**WHAT THE TASK ASKS:** Your output should be the entries below, from the first line up to and including the line with "pub fn init(verbose: bool)", reproduced exactly and with no other lines.

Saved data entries
******************************

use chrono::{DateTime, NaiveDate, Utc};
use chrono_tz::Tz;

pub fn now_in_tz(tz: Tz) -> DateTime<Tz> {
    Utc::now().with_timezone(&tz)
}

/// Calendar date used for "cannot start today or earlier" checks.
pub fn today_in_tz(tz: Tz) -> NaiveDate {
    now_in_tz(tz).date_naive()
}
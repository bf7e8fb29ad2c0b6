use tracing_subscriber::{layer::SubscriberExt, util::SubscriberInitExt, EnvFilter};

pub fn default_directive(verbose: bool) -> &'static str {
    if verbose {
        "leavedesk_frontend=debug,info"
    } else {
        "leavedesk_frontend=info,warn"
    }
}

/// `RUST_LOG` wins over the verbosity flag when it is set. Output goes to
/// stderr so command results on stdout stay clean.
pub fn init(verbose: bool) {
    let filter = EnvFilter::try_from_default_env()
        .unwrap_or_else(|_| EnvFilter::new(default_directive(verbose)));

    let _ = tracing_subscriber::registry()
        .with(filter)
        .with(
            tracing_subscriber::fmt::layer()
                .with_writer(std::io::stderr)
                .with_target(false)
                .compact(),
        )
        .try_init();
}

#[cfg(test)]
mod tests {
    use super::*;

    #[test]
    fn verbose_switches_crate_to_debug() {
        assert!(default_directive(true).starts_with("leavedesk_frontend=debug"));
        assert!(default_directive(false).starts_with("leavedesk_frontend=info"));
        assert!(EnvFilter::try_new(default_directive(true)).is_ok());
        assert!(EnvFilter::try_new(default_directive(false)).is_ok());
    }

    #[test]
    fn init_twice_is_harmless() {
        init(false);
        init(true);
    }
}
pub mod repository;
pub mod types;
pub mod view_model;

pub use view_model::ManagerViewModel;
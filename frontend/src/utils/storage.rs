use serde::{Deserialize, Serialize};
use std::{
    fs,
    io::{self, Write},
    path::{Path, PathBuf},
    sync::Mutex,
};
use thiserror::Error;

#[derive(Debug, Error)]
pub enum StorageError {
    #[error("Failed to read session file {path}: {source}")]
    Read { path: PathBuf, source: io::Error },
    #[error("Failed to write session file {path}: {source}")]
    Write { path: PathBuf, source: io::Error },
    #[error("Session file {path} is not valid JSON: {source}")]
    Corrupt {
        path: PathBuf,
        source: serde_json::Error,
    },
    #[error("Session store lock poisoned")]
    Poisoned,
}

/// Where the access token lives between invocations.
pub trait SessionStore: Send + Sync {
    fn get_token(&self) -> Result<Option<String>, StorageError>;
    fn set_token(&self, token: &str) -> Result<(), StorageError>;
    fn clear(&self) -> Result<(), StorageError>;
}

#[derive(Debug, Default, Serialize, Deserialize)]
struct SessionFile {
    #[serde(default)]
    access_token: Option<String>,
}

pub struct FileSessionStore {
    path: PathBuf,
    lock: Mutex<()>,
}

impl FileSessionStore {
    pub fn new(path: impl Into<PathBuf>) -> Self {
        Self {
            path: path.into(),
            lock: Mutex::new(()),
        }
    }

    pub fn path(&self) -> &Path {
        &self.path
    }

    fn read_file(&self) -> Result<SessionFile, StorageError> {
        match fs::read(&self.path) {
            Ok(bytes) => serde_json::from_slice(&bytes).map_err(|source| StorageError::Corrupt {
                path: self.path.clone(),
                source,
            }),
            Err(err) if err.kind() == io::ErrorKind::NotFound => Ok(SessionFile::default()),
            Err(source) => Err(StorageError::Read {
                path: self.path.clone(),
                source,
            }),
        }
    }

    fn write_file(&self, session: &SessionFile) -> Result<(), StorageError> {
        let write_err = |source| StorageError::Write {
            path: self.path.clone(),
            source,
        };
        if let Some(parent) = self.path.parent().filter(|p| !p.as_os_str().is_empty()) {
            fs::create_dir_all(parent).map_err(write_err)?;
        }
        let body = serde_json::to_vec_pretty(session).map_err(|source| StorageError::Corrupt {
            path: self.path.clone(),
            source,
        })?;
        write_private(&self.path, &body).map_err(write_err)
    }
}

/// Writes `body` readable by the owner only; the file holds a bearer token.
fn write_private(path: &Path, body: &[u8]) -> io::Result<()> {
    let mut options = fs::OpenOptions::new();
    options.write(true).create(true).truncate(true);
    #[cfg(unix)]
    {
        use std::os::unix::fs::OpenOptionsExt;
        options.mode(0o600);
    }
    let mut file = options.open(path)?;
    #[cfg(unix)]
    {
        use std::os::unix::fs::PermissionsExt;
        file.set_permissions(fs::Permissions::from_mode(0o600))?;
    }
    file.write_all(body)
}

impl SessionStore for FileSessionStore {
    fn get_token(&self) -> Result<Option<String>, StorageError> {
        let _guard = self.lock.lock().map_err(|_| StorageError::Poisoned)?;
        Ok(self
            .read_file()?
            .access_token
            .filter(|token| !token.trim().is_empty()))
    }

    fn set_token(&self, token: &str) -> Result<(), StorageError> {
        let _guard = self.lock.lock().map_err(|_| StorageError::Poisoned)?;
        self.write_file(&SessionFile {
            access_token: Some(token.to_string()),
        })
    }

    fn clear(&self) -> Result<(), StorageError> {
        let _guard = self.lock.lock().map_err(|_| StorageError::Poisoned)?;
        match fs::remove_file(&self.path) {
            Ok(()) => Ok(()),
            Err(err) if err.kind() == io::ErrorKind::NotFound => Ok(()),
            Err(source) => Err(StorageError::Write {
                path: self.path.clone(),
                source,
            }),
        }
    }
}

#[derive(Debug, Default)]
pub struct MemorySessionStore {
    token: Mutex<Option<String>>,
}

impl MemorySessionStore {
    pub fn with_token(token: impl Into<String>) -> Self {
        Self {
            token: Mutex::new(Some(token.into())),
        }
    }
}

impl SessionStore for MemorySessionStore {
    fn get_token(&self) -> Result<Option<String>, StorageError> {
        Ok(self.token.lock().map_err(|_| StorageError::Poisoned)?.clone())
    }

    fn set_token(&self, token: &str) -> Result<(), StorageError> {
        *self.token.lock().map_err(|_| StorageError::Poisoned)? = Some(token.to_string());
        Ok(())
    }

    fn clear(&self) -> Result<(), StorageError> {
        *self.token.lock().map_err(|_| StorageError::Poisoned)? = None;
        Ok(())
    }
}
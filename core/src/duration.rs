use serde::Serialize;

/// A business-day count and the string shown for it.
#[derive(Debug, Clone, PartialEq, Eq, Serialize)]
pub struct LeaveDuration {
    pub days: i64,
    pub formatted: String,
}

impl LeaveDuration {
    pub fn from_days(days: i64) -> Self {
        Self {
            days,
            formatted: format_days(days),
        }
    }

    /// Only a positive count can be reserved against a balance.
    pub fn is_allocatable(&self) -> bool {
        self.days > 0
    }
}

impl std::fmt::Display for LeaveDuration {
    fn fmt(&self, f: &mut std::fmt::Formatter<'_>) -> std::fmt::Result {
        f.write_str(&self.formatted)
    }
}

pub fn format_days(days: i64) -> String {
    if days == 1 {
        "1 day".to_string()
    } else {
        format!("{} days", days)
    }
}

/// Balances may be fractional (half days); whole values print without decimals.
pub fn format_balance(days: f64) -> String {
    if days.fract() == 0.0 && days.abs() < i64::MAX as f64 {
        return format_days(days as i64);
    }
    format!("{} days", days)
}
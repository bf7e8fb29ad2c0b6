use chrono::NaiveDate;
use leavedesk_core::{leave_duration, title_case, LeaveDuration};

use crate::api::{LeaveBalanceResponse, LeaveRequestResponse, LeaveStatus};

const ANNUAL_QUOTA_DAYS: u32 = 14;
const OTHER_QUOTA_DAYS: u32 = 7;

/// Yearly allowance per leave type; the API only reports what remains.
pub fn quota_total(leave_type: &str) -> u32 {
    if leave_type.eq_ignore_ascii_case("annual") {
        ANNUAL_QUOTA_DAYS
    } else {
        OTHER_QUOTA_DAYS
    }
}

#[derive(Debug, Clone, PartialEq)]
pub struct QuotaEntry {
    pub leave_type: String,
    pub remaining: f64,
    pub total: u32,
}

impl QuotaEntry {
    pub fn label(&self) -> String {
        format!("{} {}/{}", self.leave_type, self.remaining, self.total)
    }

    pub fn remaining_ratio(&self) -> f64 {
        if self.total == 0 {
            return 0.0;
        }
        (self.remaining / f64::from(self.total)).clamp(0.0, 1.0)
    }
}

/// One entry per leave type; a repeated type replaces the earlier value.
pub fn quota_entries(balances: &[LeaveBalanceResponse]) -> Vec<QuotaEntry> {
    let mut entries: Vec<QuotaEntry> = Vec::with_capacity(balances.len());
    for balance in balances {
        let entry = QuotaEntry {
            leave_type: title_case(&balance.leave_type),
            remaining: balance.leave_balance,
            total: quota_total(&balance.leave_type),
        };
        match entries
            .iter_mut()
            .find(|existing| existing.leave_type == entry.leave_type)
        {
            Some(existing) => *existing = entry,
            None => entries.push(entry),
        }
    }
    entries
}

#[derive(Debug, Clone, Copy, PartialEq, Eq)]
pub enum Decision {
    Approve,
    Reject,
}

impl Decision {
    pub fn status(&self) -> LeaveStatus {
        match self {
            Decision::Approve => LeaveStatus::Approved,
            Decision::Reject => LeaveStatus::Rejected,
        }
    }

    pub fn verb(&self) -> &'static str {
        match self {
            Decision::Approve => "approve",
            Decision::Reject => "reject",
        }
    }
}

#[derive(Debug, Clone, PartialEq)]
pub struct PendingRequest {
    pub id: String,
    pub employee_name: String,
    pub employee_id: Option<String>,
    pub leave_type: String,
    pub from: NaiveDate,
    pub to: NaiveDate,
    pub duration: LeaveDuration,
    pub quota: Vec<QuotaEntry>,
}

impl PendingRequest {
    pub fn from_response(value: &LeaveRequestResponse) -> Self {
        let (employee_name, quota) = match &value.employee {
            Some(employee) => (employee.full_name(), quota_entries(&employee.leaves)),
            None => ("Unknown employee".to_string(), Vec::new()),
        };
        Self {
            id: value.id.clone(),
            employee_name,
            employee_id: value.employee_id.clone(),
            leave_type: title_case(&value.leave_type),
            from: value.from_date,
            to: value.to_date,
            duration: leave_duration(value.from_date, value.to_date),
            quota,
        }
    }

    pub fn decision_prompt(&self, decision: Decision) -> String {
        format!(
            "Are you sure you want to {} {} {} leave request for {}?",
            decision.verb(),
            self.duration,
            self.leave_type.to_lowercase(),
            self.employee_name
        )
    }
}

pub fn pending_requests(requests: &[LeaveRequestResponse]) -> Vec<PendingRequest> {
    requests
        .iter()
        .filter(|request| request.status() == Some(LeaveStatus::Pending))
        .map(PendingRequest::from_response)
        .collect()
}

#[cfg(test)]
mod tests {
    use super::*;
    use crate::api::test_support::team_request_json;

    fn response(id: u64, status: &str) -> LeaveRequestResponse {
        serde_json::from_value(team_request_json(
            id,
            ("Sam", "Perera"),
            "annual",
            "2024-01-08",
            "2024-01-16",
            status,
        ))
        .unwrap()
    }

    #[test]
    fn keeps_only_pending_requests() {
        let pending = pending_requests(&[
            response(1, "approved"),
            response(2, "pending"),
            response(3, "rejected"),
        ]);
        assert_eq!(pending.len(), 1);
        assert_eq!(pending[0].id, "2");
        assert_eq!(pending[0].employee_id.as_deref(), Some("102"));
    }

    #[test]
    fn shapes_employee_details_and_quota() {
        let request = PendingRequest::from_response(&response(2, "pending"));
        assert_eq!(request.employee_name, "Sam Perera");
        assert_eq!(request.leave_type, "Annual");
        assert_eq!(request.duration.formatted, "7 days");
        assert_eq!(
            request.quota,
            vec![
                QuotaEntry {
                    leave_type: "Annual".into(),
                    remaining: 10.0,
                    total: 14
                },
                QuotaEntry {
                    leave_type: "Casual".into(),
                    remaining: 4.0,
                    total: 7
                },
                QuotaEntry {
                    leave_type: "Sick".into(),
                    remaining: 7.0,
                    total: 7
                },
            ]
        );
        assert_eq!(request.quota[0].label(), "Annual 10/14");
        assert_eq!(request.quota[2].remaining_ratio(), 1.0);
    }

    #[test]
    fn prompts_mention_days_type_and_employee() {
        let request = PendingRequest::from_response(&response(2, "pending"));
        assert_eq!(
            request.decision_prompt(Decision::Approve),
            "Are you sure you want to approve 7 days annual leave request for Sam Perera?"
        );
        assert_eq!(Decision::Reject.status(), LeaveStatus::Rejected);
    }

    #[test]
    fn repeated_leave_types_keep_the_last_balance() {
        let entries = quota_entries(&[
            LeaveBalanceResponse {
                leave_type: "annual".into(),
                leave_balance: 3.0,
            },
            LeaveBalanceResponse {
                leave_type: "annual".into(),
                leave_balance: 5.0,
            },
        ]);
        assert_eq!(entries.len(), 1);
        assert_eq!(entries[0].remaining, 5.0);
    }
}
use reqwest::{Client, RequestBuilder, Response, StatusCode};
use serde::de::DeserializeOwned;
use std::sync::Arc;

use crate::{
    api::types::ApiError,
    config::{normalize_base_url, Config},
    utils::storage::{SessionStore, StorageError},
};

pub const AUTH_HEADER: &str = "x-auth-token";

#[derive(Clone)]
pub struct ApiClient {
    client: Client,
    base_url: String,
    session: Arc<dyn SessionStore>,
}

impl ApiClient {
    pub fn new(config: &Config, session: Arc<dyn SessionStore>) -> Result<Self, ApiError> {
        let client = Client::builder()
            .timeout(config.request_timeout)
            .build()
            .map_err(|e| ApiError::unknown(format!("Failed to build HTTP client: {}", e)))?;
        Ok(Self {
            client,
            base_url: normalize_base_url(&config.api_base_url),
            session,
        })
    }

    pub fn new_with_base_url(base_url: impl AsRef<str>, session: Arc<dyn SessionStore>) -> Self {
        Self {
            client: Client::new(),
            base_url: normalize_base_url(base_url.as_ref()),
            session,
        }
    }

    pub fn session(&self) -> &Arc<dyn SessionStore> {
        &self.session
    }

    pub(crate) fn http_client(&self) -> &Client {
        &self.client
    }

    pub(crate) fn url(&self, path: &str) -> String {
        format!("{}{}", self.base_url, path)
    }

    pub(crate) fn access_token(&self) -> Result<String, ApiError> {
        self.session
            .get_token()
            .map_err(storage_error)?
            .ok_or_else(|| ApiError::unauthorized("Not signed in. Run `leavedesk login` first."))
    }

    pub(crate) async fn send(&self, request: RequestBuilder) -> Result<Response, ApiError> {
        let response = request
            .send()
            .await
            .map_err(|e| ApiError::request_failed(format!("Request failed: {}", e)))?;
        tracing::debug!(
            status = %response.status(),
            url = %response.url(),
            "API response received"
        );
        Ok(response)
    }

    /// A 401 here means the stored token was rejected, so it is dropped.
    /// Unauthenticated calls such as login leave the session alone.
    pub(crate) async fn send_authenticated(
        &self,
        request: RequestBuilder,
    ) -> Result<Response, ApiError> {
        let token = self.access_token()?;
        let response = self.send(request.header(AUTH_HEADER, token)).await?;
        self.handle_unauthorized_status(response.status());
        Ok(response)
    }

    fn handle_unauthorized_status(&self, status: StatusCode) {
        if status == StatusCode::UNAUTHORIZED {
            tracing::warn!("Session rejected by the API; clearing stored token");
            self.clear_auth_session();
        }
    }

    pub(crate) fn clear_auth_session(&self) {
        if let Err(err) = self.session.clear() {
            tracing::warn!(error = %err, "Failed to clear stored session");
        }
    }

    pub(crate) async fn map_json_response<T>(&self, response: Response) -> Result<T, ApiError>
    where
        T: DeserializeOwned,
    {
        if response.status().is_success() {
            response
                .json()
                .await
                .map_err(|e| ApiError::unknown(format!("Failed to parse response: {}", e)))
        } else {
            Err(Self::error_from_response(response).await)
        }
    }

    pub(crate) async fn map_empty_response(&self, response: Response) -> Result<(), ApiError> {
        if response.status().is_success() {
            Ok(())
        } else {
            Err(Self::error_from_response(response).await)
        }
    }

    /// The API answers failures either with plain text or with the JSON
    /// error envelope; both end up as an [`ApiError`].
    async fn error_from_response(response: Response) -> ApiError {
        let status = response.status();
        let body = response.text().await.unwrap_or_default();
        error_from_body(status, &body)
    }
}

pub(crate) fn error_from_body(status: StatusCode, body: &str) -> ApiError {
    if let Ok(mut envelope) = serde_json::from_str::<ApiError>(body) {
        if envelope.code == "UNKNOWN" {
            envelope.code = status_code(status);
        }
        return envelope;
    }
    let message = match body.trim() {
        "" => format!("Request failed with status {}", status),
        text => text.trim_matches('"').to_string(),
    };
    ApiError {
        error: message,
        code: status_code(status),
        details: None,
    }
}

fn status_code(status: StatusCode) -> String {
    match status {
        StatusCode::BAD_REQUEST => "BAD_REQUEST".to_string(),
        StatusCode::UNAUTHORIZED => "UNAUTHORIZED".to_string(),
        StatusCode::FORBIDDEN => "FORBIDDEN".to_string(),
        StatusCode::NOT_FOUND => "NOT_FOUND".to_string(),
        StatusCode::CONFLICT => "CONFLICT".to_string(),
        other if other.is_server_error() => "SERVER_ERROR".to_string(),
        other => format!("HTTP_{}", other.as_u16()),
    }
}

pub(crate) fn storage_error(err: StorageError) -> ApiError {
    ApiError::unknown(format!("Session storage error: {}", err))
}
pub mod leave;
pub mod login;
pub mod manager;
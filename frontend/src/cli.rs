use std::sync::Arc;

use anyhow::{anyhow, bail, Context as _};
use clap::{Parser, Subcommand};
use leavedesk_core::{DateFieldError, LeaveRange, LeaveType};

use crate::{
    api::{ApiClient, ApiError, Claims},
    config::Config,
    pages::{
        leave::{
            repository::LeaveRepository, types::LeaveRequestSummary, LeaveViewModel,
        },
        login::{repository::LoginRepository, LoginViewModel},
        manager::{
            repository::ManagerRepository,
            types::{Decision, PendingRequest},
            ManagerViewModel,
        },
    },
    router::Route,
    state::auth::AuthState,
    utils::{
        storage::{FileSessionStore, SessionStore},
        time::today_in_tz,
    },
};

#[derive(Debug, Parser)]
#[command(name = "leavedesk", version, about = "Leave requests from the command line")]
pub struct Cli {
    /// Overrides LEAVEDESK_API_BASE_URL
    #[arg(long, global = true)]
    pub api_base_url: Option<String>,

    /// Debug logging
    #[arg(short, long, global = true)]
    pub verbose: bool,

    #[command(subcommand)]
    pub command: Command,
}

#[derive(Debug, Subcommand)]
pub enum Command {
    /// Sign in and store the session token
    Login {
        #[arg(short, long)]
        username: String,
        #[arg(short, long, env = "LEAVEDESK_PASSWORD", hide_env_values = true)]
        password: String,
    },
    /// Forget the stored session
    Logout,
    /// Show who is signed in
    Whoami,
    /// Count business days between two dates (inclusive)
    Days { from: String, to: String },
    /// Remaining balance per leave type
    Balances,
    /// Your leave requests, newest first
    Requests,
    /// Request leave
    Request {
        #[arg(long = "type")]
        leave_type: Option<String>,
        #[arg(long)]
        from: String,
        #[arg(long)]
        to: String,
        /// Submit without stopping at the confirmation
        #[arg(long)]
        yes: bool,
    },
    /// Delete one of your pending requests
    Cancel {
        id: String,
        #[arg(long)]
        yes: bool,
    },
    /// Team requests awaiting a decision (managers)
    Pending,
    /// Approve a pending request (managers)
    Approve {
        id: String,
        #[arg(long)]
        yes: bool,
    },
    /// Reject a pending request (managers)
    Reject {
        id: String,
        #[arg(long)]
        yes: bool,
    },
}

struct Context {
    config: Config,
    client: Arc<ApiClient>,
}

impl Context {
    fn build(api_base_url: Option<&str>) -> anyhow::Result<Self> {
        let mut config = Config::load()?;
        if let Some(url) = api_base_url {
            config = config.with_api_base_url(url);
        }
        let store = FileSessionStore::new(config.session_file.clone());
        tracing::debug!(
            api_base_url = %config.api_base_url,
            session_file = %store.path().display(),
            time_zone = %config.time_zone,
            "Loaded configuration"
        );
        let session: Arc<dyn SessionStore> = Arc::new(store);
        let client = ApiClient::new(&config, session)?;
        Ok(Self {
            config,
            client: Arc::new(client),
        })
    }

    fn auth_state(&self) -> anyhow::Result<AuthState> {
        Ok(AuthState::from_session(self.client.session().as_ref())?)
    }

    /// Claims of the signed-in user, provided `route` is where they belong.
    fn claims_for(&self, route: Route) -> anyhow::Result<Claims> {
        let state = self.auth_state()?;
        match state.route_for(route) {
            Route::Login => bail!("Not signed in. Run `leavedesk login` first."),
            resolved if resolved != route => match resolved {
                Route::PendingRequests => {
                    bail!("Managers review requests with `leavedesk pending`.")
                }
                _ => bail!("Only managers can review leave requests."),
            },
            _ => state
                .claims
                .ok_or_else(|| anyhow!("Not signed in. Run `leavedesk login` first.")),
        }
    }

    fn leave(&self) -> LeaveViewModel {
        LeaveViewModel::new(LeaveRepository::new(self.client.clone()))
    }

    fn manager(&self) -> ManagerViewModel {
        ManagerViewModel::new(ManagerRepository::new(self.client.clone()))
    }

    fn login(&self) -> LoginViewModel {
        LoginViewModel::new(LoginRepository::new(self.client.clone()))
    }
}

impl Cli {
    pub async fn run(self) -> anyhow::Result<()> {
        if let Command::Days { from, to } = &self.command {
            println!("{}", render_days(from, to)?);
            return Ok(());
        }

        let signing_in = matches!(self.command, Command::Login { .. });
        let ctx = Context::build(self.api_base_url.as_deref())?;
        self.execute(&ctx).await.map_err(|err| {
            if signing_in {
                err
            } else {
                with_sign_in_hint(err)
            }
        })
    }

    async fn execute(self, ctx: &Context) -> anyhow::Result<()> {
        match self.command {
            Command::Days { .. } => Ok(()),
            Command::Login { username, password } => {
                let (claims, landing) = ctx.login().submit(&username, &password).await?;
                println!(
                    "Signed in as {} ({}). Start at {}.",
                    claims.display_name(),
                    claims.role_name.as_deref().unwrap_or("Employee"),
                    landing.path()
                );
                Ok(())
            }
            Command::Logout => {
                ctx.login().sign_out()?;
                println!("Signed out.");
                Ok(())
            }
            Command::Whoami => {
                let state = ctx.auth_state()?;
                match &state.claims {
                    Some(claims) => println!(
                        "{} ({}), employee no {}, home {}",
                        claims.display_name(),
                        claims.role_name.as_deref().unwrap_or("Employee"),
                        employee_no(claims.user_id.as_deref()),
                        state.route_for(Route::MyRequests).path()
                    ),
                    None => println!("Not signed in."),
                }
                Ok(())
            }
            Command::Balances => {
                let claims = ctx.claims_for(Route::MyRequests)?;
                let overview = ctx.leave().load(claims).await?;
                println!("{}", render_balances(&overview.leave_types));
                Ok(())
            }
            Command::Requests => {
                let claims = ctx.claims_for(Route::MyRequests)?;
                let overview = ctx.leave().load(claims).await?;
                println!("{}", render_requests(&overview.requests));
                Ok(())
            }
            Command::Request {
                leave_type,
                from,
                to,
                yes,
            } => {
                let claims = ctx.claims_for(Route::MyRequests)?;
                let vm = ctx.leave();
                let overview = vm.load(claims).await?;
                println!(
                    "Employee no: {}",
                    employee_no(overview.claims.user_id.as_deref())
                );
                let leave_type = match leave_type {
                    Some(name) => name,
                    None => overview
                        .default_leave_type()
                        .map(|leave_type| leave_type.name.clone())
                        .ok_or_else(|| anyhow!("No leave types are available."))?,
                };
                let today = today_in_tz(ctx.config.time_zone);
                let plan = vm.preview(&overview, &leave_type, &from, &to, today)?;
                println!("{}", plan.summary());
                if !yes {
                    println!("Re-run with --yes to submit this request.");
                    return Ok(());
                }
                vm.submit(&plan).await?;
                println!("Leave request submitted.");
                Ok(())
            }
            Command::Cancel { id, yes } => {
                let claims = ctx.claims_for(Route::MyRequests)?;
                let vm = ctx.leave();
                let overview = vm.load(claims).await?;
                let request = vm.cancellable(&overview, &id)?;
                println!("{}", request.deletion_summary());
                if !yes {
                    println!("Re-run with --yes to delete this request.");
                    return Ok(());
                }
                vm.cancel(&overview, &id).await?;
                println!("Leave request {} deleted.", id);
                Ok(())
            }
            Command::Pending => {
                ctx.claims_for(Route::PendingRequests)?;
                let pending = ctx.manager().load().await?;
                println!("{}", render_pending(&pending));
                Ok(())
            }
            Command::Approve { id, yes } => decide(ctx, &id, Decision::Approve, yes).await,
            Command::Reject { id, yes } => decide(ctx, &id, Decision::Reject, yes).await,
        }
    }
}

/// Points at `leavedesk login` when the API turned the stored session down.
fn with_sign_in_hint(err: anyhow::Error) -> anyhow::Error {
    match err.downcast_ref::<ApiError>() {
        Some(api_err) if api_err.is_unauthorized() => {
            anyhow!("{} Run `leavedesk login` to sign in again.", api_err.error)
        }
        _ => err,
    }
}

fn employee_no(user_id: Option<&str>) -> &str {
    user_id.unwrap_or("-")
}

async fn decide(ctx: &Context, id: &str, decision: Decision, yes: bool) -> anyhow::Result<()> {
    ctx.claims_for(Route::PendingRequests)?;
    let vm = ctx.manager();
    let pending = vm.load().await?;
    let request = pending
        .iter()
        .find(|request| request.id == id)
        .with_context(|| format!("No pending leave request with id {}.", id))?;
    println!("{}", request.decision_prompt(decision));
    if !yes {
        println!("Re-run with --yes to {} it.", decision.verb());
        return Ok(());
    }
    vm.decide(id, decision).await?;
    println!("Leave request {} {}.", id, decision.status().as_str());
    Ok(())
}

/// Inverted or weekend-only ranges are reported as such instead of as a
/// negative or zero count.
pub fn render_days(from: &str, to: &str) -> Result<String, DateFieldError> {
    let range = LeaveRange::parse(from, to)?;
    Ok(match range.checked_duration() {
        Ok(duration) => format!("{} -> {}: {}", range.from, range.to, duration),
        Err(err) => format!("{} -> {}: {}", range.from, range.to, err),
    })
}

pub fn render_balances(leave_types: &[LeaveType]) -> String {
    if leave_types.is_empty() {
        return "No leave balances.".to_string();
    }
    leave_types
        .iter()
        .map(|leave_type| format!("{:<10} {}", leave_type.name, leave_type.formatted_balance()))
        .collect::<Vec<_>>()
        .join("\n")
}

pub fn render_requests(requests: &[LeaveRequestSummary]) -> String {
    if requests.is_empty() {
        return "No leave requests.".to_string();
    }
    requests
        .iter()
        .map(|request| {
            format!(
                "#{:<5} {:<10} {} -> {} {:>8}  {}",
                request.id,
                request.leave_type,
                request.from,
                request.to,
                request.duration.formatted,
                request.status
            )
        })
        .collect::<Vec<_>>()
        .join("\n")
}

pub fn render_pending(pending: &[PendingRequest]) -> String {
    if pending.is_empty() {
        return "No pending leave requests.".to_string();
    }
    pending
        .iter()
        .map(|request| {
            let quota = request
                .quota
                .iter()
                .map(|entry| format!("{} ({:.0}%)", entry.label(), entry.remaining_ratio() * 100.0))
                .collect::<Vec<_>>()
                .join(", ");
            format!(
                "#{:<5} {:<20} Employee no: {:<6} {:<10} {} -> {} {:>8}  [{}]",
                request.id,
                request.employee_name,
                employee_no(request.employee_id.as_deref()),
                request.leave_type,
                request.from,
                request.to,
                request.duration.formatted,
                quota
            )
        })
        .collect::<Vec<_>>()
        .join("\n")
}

******************************

**YOUR SOLUTION:**
use chrono::{DateTime, NaiveDate, Utc};
use chrono_tz::Tz;

pub fn now_in_tz(tz: Tz) -> DateTime<Tz> {
    Utc::now().with_timezone(&tz)
}

/// Calendar date used for "cannot start today or earlier" checks.
pub fn today_in_tz(tz: Tz) -> NaiveDate {
    now_in_tz(tz).date_naive()
}
repository bf7e8fb29ad2c0b6
use tracing_subscriber::{layer::SubscriberExt, util::SubscriberInitExt, EnvFilter};

pub fn default_directive(verbose: bool) -> &'static str {
    if verbose {
        "leavedesk_frontend=debug,info"
    } else {
        "leavedesk_frontend=info,warn"
    }
}

/// `RUST_LOG` wins over the verbosity flag when it is set. Output goes to
/// stderr so command results on stdout stay clean.
pub fn init(verbose: bool) {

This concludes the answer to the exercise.